▸ **TASK INSTRUCTIONS**
Only the lines from the first line of the records through the line containing "const SAFE_DEFAULT_WINDOW_SECONDS: u64 = 60;" belong in the answer. Copy them exactly.

▸ **SOURCE MATERIAL**

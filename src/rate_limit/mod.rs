use std::fmt;

use crate::{error::internal::InternalError, state_store::StateStore};

/// Which bucket a rate-limit check consumes from. Scopes deliberately
/// never include the raw credential — only an opaque identifier derived
/// from it (the key id for [`Scope::Key`], the request's peer address or
/// similar pre-auth signal for [`Scope::Preauth`]).
#[derive(Debug, Clone, Copy, PartialEq, Eq)]
pub enum Scope {
    Key,
    Preauth,
    Admin,
}

impl fmt::Display for Scope {
    fn fmt(&self, f: &mut fmt::Formatter<'_>) -> fmt::Result {
        let s = match self {
            Self::Key => "key",
            Self::Preauth => "preauth",
            Self::Admin => "admin",
        };
        f.write_str(s)
    }
}

#[derive(Debug, Clone, Copy, PartialEq, Eq)]
pub struct RateLimitDecision {
    pub allowed: bool,
    pub limit: u64,
    pub remaining: u64,
    pub retry_after: u64,
    pub reset_at: u64,
}

/// Fixed-window counter rate limiter: `INCR` then conditionally `EXPIRE`
/// the window bucket, keyed by `scope`, `identifier`, and the window's
/// start timestamp. A misconfigured window/max falls back to a safe
/// default (60s / 120 requests) rather than refusing all traffic.
#[derive(Debug, Clone)]
pub struct RateLimiter {
    store: StateStore,
    prefix: String,
}

const SAFE_DEFAULT_WINDOW_SECONDS: u64 = 60;
const SAFE_DEFAULT_MAX_REQUESTS: u64 = 120;

impl RateLimiter {
    pub fn new(store: StateStore, prefix: String) -> Self {
        Self { store, prefix }
    }

    pub async fn consume(
        &self,
        scope: Scope,
        identifier: &str,
        window_seconds: u64,
        max_requests: u64,
    ) -> Result<RateLimitDecision, InternalError> {
        let (window_seconds, max_requests) = if window_seconds == 0 || max_requests == 0 {
            (SAFE_DEFAULT_WINDOW_SECONDS, SAFE_DEFAULT_MAX_REQUESTS)
        } else {
            (window_seconds, max_requests)
        };

        let now = now_unix_seconds();
        let window_start = (now / window_seconds) * window_seconds;
        let key = format!(
            "{}:ratelimit:{}:{}:{}",
            self.prefix, scope, identifier, window_start
        );

        let count = self.store.incr_with_expire(&key, window_seconds).await?;
        let count = u64::try_from(count).unwrap_or(u64::MAX);
        let reset_at = window_start + window_seconds;

        if count <= max_requests {
            Ok(RateLimitDecision {
                allowed: true,
                limit: max_requests,
                remaining: max_requests - count,
                retry_after: 0,
                reset_at,
            })
        } else {
            Ok(RateLimitDecision {
                allowed: false,
                limit: max_requests,
                remaining: 0,
                retry_after: (reset_at - now).max(1),
                reset_at,
            })
        }
    }
}

fn now_unix_seconds() -> u64 {
    std::time::SystemTime::now()
        .duration_since(std::time::UNIX_EPOCH)
        .expect("system clock is after the unix epoch")
        .as_secs()
}

#[cfg(test)]
mod tests {
    use super::*;
    use crate::state_store::InMemoryStateStore;

    fn limiter() -> RateLimiter {
        RateLimiter::new(StateStore::InMemory(InMemoryStateStore::new()), "proxy".to_string())
    }

    #[tokio::test]
    async fn allows_up_to_max_then_throttles() {
        let limiter = limiter();
        for i in 1..=5 {
            let decision = limiter.consume(Scope::Key, "k1", 60, 5).await.unwrap();
            assert!(decision.allowed, "request {i} should be allowed");
            assert_eq!(decision.remaining, 5 - i);
        }
        let sixth = limiter.consume(Scope::Key, "k1", 60, 5).await.unwrap();
        assert!(!sixth.allowed);
        assert!(sixth.retry_after >= 1);
    }

    #[tokio::test]
    async fn scopes_and_identifiers_are_independent() {
        let limiter = limiter();
        for _ in 0..3 {
            assert!(limiter.consume(Scope::Key, "a", 60, 3).await.unwrap().allowed);
        }
        assert!(!limiter.consume(Scope::Key, "a", 60, 3).await.unwrap().allowed);
        assert!(limiter.consume(Scope::Key, "b", 60, 3).await.unwrap().allowed);
        assert!(limiter.consume(Scope::Preauth, "a", 60, 3).await.unwrap().allowed);
    }

    #[tokio::test]
    async fn bad_config_falls_back_to_safe_defaults() {
        let limiter = limiter();
        let decision = limiter.consume(Scope::Admin, "x", 0, 0).await.unwrap();
        assert!(decision.allowed);
        assert_eq!(decision.limit, SAFE_DEFAULT_MAX_REQUESTS);
    }
}
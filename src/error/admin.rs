use axum_core::response::IntoResponse;
use displaydoc::Display;
use http::StatusCode;
use thiserror::Error;

use super::{api::error_body, internal::InternalError, INVALID_REQUEST_ERROR_TYPE, SERVER_ERROR_TYPE};

/// Errors from the `/internal/*` admin surface: key lifecycle and cache
/// invalidation. Kept separate from [`super::api::ApiError`] because the
/// admin surface has its own auth scheme and its own fail-closed rule for
/// a degraded state store.
#[derive(Debug, Error, Display)]
pub enum AdminError {
    /// missing or invalid admin bearer token
    Unauthorized,
    /// too many requests, retry after {retry_after}s
    TooManyRequests { retry_after: u64 },
    /// {0}
    BadRequest(String),
    /// record not found
    NotFound,
    /// admin backend unavailable
    ServiceUnavailable,
    /// internal error: {0}
    Internal(#[from] InternalError),
}

impl IntoResponse for AdminError {
    fn into_response(self) -> axum_core::response::Response {
        match self {
            Self::Unauthorized => (
                StatusCode::UNAUTHORIZED,
                error_body(self.to_string(), INVALID_REQUEST_ERROR_TYPE, None),
            )
                .into_response(),
            Self::TooManyRequests { retry_after } => {
                let mut response = (
                    StatusCode::TOO_MANY_REQUESTS,
                    error_body(self.to_string(), INVALID_REQUEST_ERROR_TYPE, None),
                )
                    .into_response();
                if let Ok(value) = http::HeaderValue::from_str(&retry_after.to_string()) {
                    response.headers_mut().insert("retry-after", value);
                }
                response
            }
            Self::BadRequest(_) => (
                StatusCode::BAD_REQUEST,
                error_body(self.to_string(), INVALID_REQUEST_ERROR_TYPE, None),
            )
                .into_response(),
            Self::NotFound => (
                StatusCode::NOT_FOUND,
                error_body(self.to_string(), INVALID_REQUEST_ERROR_TYPE, None),
            )
                .into_response(),
            Self::ServiceUnavailable => (
                StatusCode::SERVICE_UNAVAILABLE,
                error_body(self.to_string(), SERVER_ERROR_TYPE, None),
            )
                .into_response(),
            Self::Internal(error) => internal_error_response(error),
        }
    }
}

/// Maps an [`InternalError`] to the admin surface's own status codes,
/// distinct from [`InternalError::into_response`]'s proxy-path mapping
/// (which assumes a failed upstream call). A dead connection pool or a
/// live Redis error reaching here means the backend this admin action
/// needed is unreachable, not that an upstream fetch failed, so it maps to
/// 503 rather than 502.
fn internal_error_response(error: InternalError) -> axum_core::response::Response {
    tracing::error!(error = %error, "admin backend error");
    match error {
        InternalError::StateStore(_) | InternalError::Pool(_) | InternalError::StateStoreFallback => (
            StatusCode::SERVICE_UNAVAILABLE,
            error_body("admin backend unavailable", SERVER_ERROR_TYPE, None),
        )
            .into_response(),
        InternalError::Upstream(_) | InternalError::Serde(_) | InternalError::Join(_) => (
            StatusCode::INTERNAL_SERVER_ERROR,
            error_body("internal error", SERVER_ERROR_TYPE, None),
        )
            .into_response(),
    }
}
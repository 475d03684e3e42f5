use std::net::{IpAddr, Ipv4Addr, SocketAddr};

use axum::extract::ConnectInfo;
use edge_proxy::{app_state::AppState, config::Config, router, types::secret::Secret};
use http::Request;
use serde_json::Value;
use wiremock::MockServer;

pub const PEER: SocketAddr = SocketAddr::new(IpAddr::V4(Ipv4Addr::new(10, 0, 0, 1)), 12345);

pub fn test_config(upstream: &MockServer) -> Config {
    Config {
        http_client_base_url: upstream.uri().parse().unwrap(),
        admin_api_token: Some(Secret::from("s3cr3t-admin".to_string())),
        ..Config::default()
    }
}

pub async fn build_router(config: Config) -> (axum::Router, AppState) {
    let app_state = AppState::build(config).await.expect("app state builds");
    (router::build(app_state.clone()), app_state)
}

pub fn request(method: &str, uri: &str) -> http::request::Builder {
    Request::builder()
        .method(method)
        .uri(uri)
        .extension(ConnectInfo(PEER))
}

pub async fn body_json(response: axum::response::Response) -> Value {
    let bytes = axum::body::to_bytes(response.into_body(), usize::MAX).await.unwrap();
    serde_json::from_slice(&bytes).unwrap()
}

▸ **ANSWER SPACE**
filename src/rate_limit/mod.rs
use std::fmt;

use crate::{error::internal::InternalError, state_store::StateStore};

/// Which bucket a rate-limit check consumes from. Scopes deliberately
/// never include the raw credential — only an opaque identifier derived
/// from it (the key id for [`Scope::Key`], the request's peer address or
/// similar pre-auth signal for [`Scope::Preauth`]).
#[derive(Debug, Clone, Copy, PartialEq, Eq)]
pub enum Scope {
    Key,
    Preauth,
    Admin,
}

impl fmt::Display for Scope {
    fn fmt(&self, f: &mut fmt::Formatter<'_>) -> fmt::Result {
        let s = match self {
            Self::Key => "key",
            Self::Preauth => "preauth",
            Self::Admin => "admin",
        };
        f.write_str(s)
    }
}

#[derive(Debug, Clone, Copy, PartialEq, Eq)]
pub struct RateLimitDecision {
    pub allowed: bool,
    pub limit: u64,
    pub remaining: u64,
    pub retry_after: u64,
    pub reset_at: u64,
}

/// Fixed-window counter rate limiter: `INCR` then conditionally `EXPIRE`
/// the window bucket, keyed by `scope`, `identifier`, and the window's
/// start timestamp. A misconfigured window/max falls back to a safe
/// default (60s / 120 requests) rather than refusing all traffic.
#[derive(Debug, Clone)]
pub struct RateLimiter {
    store: StateStore,
    prefix: String,
}

const SAFE_DEFAULT_WINDOW_SECONDS: u64 = 60;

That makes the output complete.